BOLDUAN: That's great. That is one cool dude.

CUOMO: Right?

PEREIRA: Totally is.

BOLDUAN: Yes.

CUOMO: And what a beautiful way to kind of, you know, help your father and send a great message and for all of the people there who got him to say play ball, just let you know when you love baseball, few loves like it.

PEREIRA: Fan for life, too.

CUOMO: Right. PEREIRA: Right I love that.

BOLDUAN: All right we're going to be back right after a break. We have some breaking news to bring you, a possible shooting incident in Washington's Navy yard. We'll have the details after the break.

(COMMERCIAL BREAK)

CUOMO: We have some breaking news to report. We don't know exactly what it means yet but here is the latest. We have a report that shots have been fired at the Washington Navy yard. Let's get to Barbara Starr for what details we know at this time -- Barbara.

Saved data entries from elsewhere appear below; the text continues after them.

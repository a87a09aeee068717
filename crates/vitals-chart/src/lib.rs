// File: crates/vitals-chart/src/lib.rs
// Summary: Core library entry point; exports the public API for building series and rendering charts.

pub mod backend;
pub mod chart;
pub mod draw;
pub mod error;
pub mod extract;
pub mod geometry;
pub mod grid;
pub mod plot;
pub mod scale;
pub mod series;
pub mod signal;
pub mod theme;
pub mod types;
pub mod view;

pub use backend::{Backend, SurfaceCapabilities};
pub use chart::{render, Renderer};
pub use draw::{Anchor, DrawCommand, Rgba};
pub use error::ExtractError;
pub use extract::{series_at, series_from_keyed, series_from_value, MetricsSnapshot};
pub use geometry::Point;
pub use plot::PlotSpec;
pub use series::{Sample, Series};
pub use signal::Signal;
pub use theme::Theme;
pub use types::{Canvas, Insets};
pub use view::{DataBounds, ViewState};
// File: crates/vitals-chart/src/chart.rs
// Summary: Renderer that turns a Series + PlotSpec into an ordered list of draw commands.

use tracing::trace;

use crate::backend::Backend;
use crate::draw::{Anchor, CommandBuffer, DrawCommand};
use crate::geometry::Point;
use crate::grid::{x_ticks, y_tick_stride, y_ticks, LabelFormat};
use crate::plot::PlotSpec;
use crate::scale::PlotScale;
use crate::series::Series;
use crate::theme::Theme;
use crate::types::{
    Canvas, CAPTION_SIZE, HEADLINE_SIZE, LINE_WIDTH, TICK_LENGTH, TICK_WIDTH, TITLE_OFFSET,
    X_LABEL_OFFSET, X_TICK_LABEL_OFFSET, Y_LABEL_OFFSET, Y_TICK_LABEL_X,
};
use crate::view::ViewState;

/// Render with the default theme and the bare-canvas back end.
pub fn render(series: &Series, spec: &PlotSpec, canvas: Canvas) -> Vec<DrawCommand> {
    Renderer::default().render(series, spec, canvas)
}

#[derive(Clone, Copy, Debug, Default)]
pub struct Renderer {
    pub theme: Theme,
    pub backend: Backend,
}

impl Renderer {
    pub fn new(theme: Theme, backend: Backend) -> Self {
        Self { theme, backend }
    }

    /// Produce draw commands for one chart. Never fails: empty or flat input
    /// falls back to the default geometry described on [`ViewState`].
    ///
    /// Order: grid (native only), series line, X ticks, Y ticks, axis text.
    pub fn render(&self, series: &Series, spec: &PlotSpec, canvas: Canvas) -> Vec<DrawCommand> {
        let canvas = canvas.sanitized();
        let view = ViewState::from_series(series);
        let scale = PlotScale::new(&view, canvas);
        let xs = x_ticks(&view);
        let ys = if spec.show_y_ticks { y_ticks(&view) } else { Vec::new() };

        let mut out = CommandBuffer::default();
        if self.backend.draws_grid() {
            draw_grid(&mut out, &self.theme, &scale, canvas, &xs, &ys);
        }
        draw_line_series(&mut out, &self.theme, &scale, canvas, series, spec);
        draw_x_ticks(&mut out, &self.theme, &scale, canvas, &xs, self.backend.skipped_x_ticks());
        if spec.show_y_ticks {
            draw_y_ticks(&mut out, &self.theme, &scale, &view, &ys);
        }
        draw_axes(&mut out, &self.theme, canvas, spec);

        let commands = out.finish();
        trace!(
            samples = series.len(),
            x_ticks = xs.len(),
            y_ticks = ys.len(),
            commands = commands.len(),
            backend = ?self.backend,
            "rendered chart"
        );
        commands
    }
}

// ---- helpers ----------------------------------------------------------------

fn draw_grid(out: &mut CommandBuffer, theme: &Theme, scale: &PlotScale, canvas: Canvas, xs: &[f64], ys: &[f64]) {
    // verticals
    for &x in xs {
        let px = scale.x.to_px(x);
        out.segment(Point::new(px, 0.0), Point::new(px, canvas.height), theme.grid, TICK_WIDTH);
    }
    // horizontals
    for &y in ys {
        let py = scale.y.to_px(y);
        out.segment(Point::new(0.0, py), Point::new(canvas.width, py), theme.grid, TICK_WIDTH);
    }
}

fn draw_line_series(
    out: &mut CommandBuffer,
    theme: &Theme,
    scale: &PlotScale,
    canvas: Canvas,
    series: &Series,
    spec: &PlotSpec,
) {
    let mut points = series.iter().map(|s| scale.to_px(s));
    let Some(first) = points.next() else {
        if spec.empty_placeholder {
            let mid = canvas.height / 2.0;
            out.segment(Point::new(0.0, mid), Point::new(canvas.width, mid), theme.line, LINE_WIDTH);
        }
        return;
    };

    out.move_to(first);
    for p in points {
        out.line_to(p);
    }
    out.stroke(theme.line, LINE_WIDTH);
}

fn draw_x_ticks(out: &mut CommandBuffer, theme: &Theme, scale: &PlotScale, canvas: Canvas, xs: &[f64], skip: usize) {
    for &x in xs.iter().skip(skip) {
        let px = scale.x.to_px(x);
        out.segment(
            Point::new(px, canvas.height),
            Point::new(px, canvas.height - TICK_LENGTH),
            theme.tick,
            TICK_WIDTH,
        );
        out.text(
            &LabelFormat::Integer.format(x),
            Point::new(px, canvas.height - X_TICK_LABEL_OFFSET),
            Anchor::Top,
            CAPTION_SIZE,
            theme.label,
        );
    }
}

fn draw_y_ticks(out: &mut CommandBuffer, theme: &Theme, scale: &PlotScale, view: &ViewState, ys: &[f64]) {
    let format = LabelFormat::for_y_stride(y_tick_stride(view));
    for &y in ys {
        let py = scale.y.to_px(y);
        out.segment(Point::new(0.0, py), Point::new(TICK_LENGTH, py), theme.tick, TICK_WIDTH);
        out.text(&format.format(y), Point::new(Y_TICK_LABEL_X, py), Anchor::Leading, CAPTION_SIZE, theme.label);
    }
}

fn draw_axes(out: &mut CommandBuffer, theme: &Theme, canvas: Canvas, spec: &PlotSpec) {
    let cx = canvas.width / 2.0;
    out.text(&spec.title, Point::new(cx, -TITLE_OFFSET), Anchor::Top, HEADLINE_SIZE, theme.title);
    out.text(&spec.y_label, Point::new(0.0, -Y_LABEL_OFFSET), Anchor::Leading, CAPTION_SIZE, theme.label);
    out.text(&spec.x_label, Point::new(cx, canvas.height + X_LABEL_OFFSET), Anchor::Top, CAPTION_SIZE, theme.label);
}
// File: crates/vitals-chart/src/error.rs
// Summary: Error types for metrics extraction. Rendering itself has no error path.

use thiserror::Error;

#[derive(Debug, Error)]
pub enum ExtractError {
    #[error("metrics payload is not valid JSON: {0}")]
    Json(#[from] serde_json::Error),

    #[error("unknown signal name: {0}")]
    UnknownSignal(String),
}

pub type Result<T> = std::result::Result<T, ExtractError>;
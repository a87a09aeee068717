// File: crates/vitals-chart/src/geometry.rs
// Summary: Lightweight geometry helpers for pixel math.

/// A position in canvas pixels; Y grows downward.
#[derive(Clone, Copy, Debug, PartialEq)]
pub struct Point {
    pub x: f64,
    pub y: f64,
}

impl Point {
    pub const fn new(x: f64, y: f64) -> Self {
        Self { x, y }
    }
}

impl From<(f64, f64)> for Point {
    fn from((x, y): (f64, f64)) -> Self {
        Self { x, y }
    }
}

BARBARA STARR, CNN PENTAGON CORRESPONDENT: Chris, the U.S. Navy is telling us three shots were fired at a building in which several hundred Navy personnel work along the Potomac River. Three shots fired over at 8:20 this morning just over half an hour ago. They tell us an active shooter is still inside that building and that security forces at this point are now entering the building to try and track this person down. We have no reports of injuries at this point.

What they also tell us several hundred people work inside this secure building. They are telling people to shelter in place, some people are being evacuated where they can. Of course we'll keep everyone updated as the morning goes on -- Chris?

CUOMO: All right information very light right now. Barbara I appreciate the latest. We'll keep monitoring the situation and tell you what we know when we know it.

BOLDUAN: We'll be right back after a break.

(COMMERCIAL BREAK)

CUOMO: NEW DAY is winding up but your day is just beginning. We deliver you to CNN NEWSROOM with the one and only Carol Costello. Happy Monday.

PEREIRA: I got to meet her on Friday. I get a hug and everything.

CAROL COSTELLO, CNN ANCHOR: I know. Michaela, you were here Friday and got to meet you in person. It was fabulous. Kate and Chris I think your invitation is standing. Come on down.

CUOMO: Hey we'll be there.

BOLDUAN: My invite was lost in the mail but I love your show.

CUOMO: We'll be there, we're big fans, well my mom is a big fan of yours, you're one of her favorites, Carol. It's her birthday today. So happy birthday to her -- my mom's 39 years old.

COSTELLO: And Chris Cuomo's 11.

Thanks to all of you. Have a great day. We do have to begin with this breaking news this morning. And good morning to you, I'm Carol Costello.

We do begin with breaking news. We're learning of a shooting at the Navy Yard in Washington, D.C. One report says a male gunman has a large shotgun and he's on the fourth floor of this building on the Navy complex. Our Pentagon correspondent Barbara Starr joins us now. Barbara, tell us more.